栗谷利夫著「夢現」

『MUGEN(夢現)』第26話 福岡〜大学時代2~

正月、義兄から「税理士って儲かるよ!」の一言に自分の将来の道を決めることにした。貧乏な生活から逃れ、両親を少しでも応援できればとの気持からで、何の職業でもよかった。税理士になるには経済系の学部が良いと思い、運良く地元にその学部をもつ大学があった。この大学の競争率は、商学部が名目4.5倍、実質2.4倍、経済学部は実質2.8倍であった。今からの一ヶ月、貯めたお金で生活できるので、猛勉強すれば競争率の低い商学部に合格するかもしれない。もし落ちても夜学に商学部があると思いながらも心の中は穏やかではなかった。直子も公立大学に行ったし、友人の殆どは、著名な大学に通っている。しかし、今の自分には、この地元の大学も受かる実力はない。何とか頑張って合格しようと、猛烈に勉強した。

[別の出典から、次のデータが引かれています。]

use anyhow::Result;
use axum::{
    extract::{rejection::JsonRejection, State},
    http::StatusCode,
    response::{IntoResponse, Response},
    routing::{get, post},
    Json, Router,
};
use serde::{Deserialize, Serialize};
use skillmatch_core::catalog::{default_roles, load_path};
use skillmatch_core::settings::DEFAULT_TOP_N;
use skillmatch_core::{RecommendError, RecommendationResponse, Recommender, RoleRecord};
use std::sync::Arc;
use tower_http::cors::{AllowOrigin, Any, CorsLayer};
use tower_http::trace::TraceLayer;

#[derive(Debug, Deserialize)]
pub struct RecommendRequest {
    pub skills: String,
    #[serde(default = "default_top_n")]
    pub top_n: usize,
}
fn default_top_n() -> usize { DEFAULT_TOP_N }

#[derive(Debug, Serialize)]
pub struct HealthResponse {
    pub status: &'static str,
    pub model_ready: bool,
    pub dataset_rows: usize,
    pub vocab_size: usize,
}

#[derive(Clone)]
pub struct AppState {
    pub recommender: Arc<Recommender>,
}

/// Wraps core errors so handlers can return them directly.
#[derive(Debug)]
pub struct ApiError(pub RecommendError);

impl From<RecommendError> for ApiError {
    fn from(err: RecommendError) -> Self { ApiError(err) }
}

impl IntoResponse for ApiError {
    fn into_response(self) -> Response {
        let (status, code, message) = match &self.0 {
            RecommendError::Validation(msg) => (StatusCode::UNPROCESSABLE_ENTITY, "VALIDATION_ERROR", msg.clone()),
            RecommendError::NotReady => (
                StatusCode::SERVICE_UNAVAILABLE,
                "NOT_READY",
                "The recommendation engine is still loading. Please try again in a moment.".to_string(),
            ),
            err @ (RecommendError::EmptyCatalog | RecommendError::Internal(_)) => {
                tracing::error!(error = %err, "recommendation failed");
                (
                    StatusCode::INTERNAL_SERVER_ERROR,
                    "INTERNAL_ERROR",
                    "An error occurred while computing recommendations.".to_string(),
                )
            }
        };
        let body = Json(serde_json::json!({ "error": { "code": code, "message": message } }));
        (status, body).into_response()
    }
}

/// Catalog from `path` when given, otherwise the built-in dataset.
pub fn load_roles(path: Option<&str>) -> Result<Vec<RoleRecord>> {
    match path {
        Some(p) => load_path(p),
        None => {
            tracing::info!("no catalog path given, using built-in dataset");
            Ok(default_roles())
        }
    }
}

pub fn build_app(recommender: Arc<Recommender>) -> Router {
    // CORS: read CORS_ALLOW_ORIGIN (comma-separated) or allow Any by default
    let cors = match std::env::var("CORS_ALLOW_ORIGIN") {
        Ok(val) if val.trim() != "*" => {
            let origins: Vec<_> = val
                .split(',')
                .filter_map(|s| s.trim().parse().ok())
                .collect();
            if origins.is_empty() {
                CorsLayer::new().allow_origin(Any).allow_methods(Any).allow_headers(Any)
            } else {
                CorsLayer::new().allow_origin(AllowOrigin::list(origins)).allow_methods(Any).allow_headers(Any)
            }
        }
        _ => CorsLayer::new().allow_origin(Any).allow_methods(Any).allow_headers(Any),
    };

    Router::new()
        .route("/health", get(health_handler))
        .route("/recommend", post(recommend_handler))
        .with_state(AppState { recommender })
        .layer(cors)
        .layer(TraceLayer::new_for_http())
}

pub async fn health_handler(State(state): State<AppState>) -> Result<Json<HealthResponse>, ApiError> {
    let stats = state.recommender.stats()?;
    Ok(Json(HealthResponse { status: "ok", model_ready: true, dataset_rows: stats.dataset_rows, vocab_size: stats.vocab_size }))
}

pub async fn recommend_handler(
    State(state): State<AppState>,
    payload: Result<Json<RecommendRequest>, JsonRejection>,
) -> Result<Json<RecommendationResponse>, ApiError> {
    let Json(req) = payload.map_err(|rej| ApiError(RecommendError::Validation(rej.body_text())))?;
    let response = state.recommender.get_recommendations(&req.skills, req.top_n)?;
    Ok(Json(response))
}
//! Raw cosine similarity -> user-facing percentage and confidence tier.
//!
//! Cosine over short skill lists is compressed toward the low end, so the score is
//! stretched with a square root. The transform is monotonic (ranking never changes)
//! and capped at 98 so a heuristic match never claims certainty.

use serde::{Deserialize, Serialize};

pub const MAX_PERCENTAGE: f64 = 98.0;

#[derive(Debug, Clone, Copy, PartialEq, Eq, Hash, Serialize, Deserialize)]
#[serde(rename_all = "snake_case")]
pub enum Tier {
    Excellent,
    Solid,
    Good,
    Promising,
    #[serde(rename = "low confidence")]
    LowConfidence,
}

impl Tier {
    pub fn headline(self) -> &'static str {
        match self {
            Tier::Excellent => "Excellent fit - polish & showcase!",
            Tier::Solid => "Solid fit - fill a few gaps to level up!",
            Tier::Good => "Good start - focus on core platform skills!",
            Tier::Promising => "Great beginner path - follow this 4-week plan!",
            Tier::LowConfidence => "Low confidence match - add more recognized skills to sharpen this result.",
        }
    }
}

#[derive(Debug, Clone, Copy, PartialEq)]
pub struct Calibrated {
    /// Rounded to one decimal, in [0, 98].
    pub percentage: f64,
    pub tier: Tier,
    pub low_confidence: bool,
}

#[derive(Debug, Clone, Copy)]
pub struct ScoreCalibrator {
    low_confidence_threshold: f64,
}

impl ScoreCalibrator {
    pub fn new(low_confidence_threshold: f64) -> Self {
        Self { low_confidence_threshold }
    }

    pub fn calibrate(&self, raw_score: f32) -> Calibrated {
        let percentage = stretch(raw_score);
        let tier = if percentage >= 85.0 {
            Tier::Excellent
        } else if percentage >= 75.0 {
            Tier::Solid
        } else if percentage >= 60.0 {
            Tier::Good
        } else if percentage >= self.low_confidence_threshold {
            Tier::Promising
        } else {
            Tier::LowConfidence
        };
        Calibrated { percentage, tier, low_confidence: percentage < self.low_confidence_threshold }
    }
}

/// `min(sqrt(raw) * 100, 98)` rounded to one decimal. Out-of-range or NaN input is clamped to [0, 1].
pub fn stretch(raw_score: f32) -> f64 {
    let raw = if raw_score.is_nan() { 0.0 } else { (raw_score as f64).clamp(0.0, 1.0) };
    let pct = (raw.sqrt() * 100.0).min(MAX_PERCENTAGE);
    (pct * 10.0).round() / 10.0
}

  •  二月の終わりの発表で、見事に合格、内心ホッとした。その喜びも束の間、これからどうやって生活と学業、更には国家試験受験を乗り切ろう、と考えていると、窮状を知った慎一郎兄が、

「木工所の社長宅での住込み家庭教師を見つけたぞ。」と話を持って来てくれた。浩は飛び上がるように喜んだ。「よし、これならいける!」 浩は入学とともに、この住込み家庭教師と、日曜日や夏休みの木工所でのアルバイト以外は、学校の勉強と国家試験の勉強に専念した。学校の勉強は、全科目の平均点が八十点を超えると、特待生になり、全額授業料免除となるからである。会計学研究会に入れば国家試験の情報を得やすいのではと思い入部したものの、残念ながら国家試験を目指す人は一人もいなかった。 しかし、折角入部してすぐ退部するのも申し訳ないと思い、続ける事にした。元々国家試験を目指そうとしていたが銀行に就職が決まっていた先輩から、特に可愛がってもらった。 二年に上がろうとする時、家庭教師先の子どもが、急にもう勉強はしたくないと騒ぎ、あっさりとこの住込み家庭教師の職は失った。確かに出来の良くない子ではあったものの、仲良くやっていたのにと思いきや、当然のことながら自分自身を反省した。何かが自分に足りないのではと考えたが、浮かばなかった。二年生からは、兎にも角にも何かの仕事をと考え、家庭教師を三件と土日や夏休みの土方作業などで生計を保ちながら、勉強した。 お陰様で、学年で二、三人しか取れない特待生に毎学年なることができた。更に大学三年生から受験出来る簿記論と財務諸表論の二科目に見事合格した。この時既に銀行勤務であった先輩は、我が事のように喜び、銀行の寮の部屋でお祝いにと鍋をご馳走してくれた。とても嬉しかった。その日はそのまま先輩の部屋に泊まった。 ところが大学四年の時、驚きのニュースが届いた。この先輩が自室の風呂のガス漏れが原因で急逝されたのだ。悲しみが嵐のように襲ってきた。まるで弟のように自分を可愛がってくれた先輩が、まさかである。天草松島の自宅でお葬式が行われた。先輩のお骨を持って、お母さんや妹さんたち、親戚の人たち、村の人たちが、家からぐるーっと田圃を通りすぎ、そして帰ってくるという今までに見たことのないお葬式であった。それから暫くの間、浩にとって空しい日々であった。実の兄とは十七歳も年が離れ、兄は父親代わりの存在だったので、この先輩がまさに兄貴のようであった。いつも浩の生活を心配してくれていて、困った時にはいつでも言えよと、大学生活への保障を得たような存在であった。 その後、相当の歳月が経ったある日、松島の家を訪問した。お母さんは、悲しみから立ち直られて元気に過ごされていて、少し安堵することができたのだった。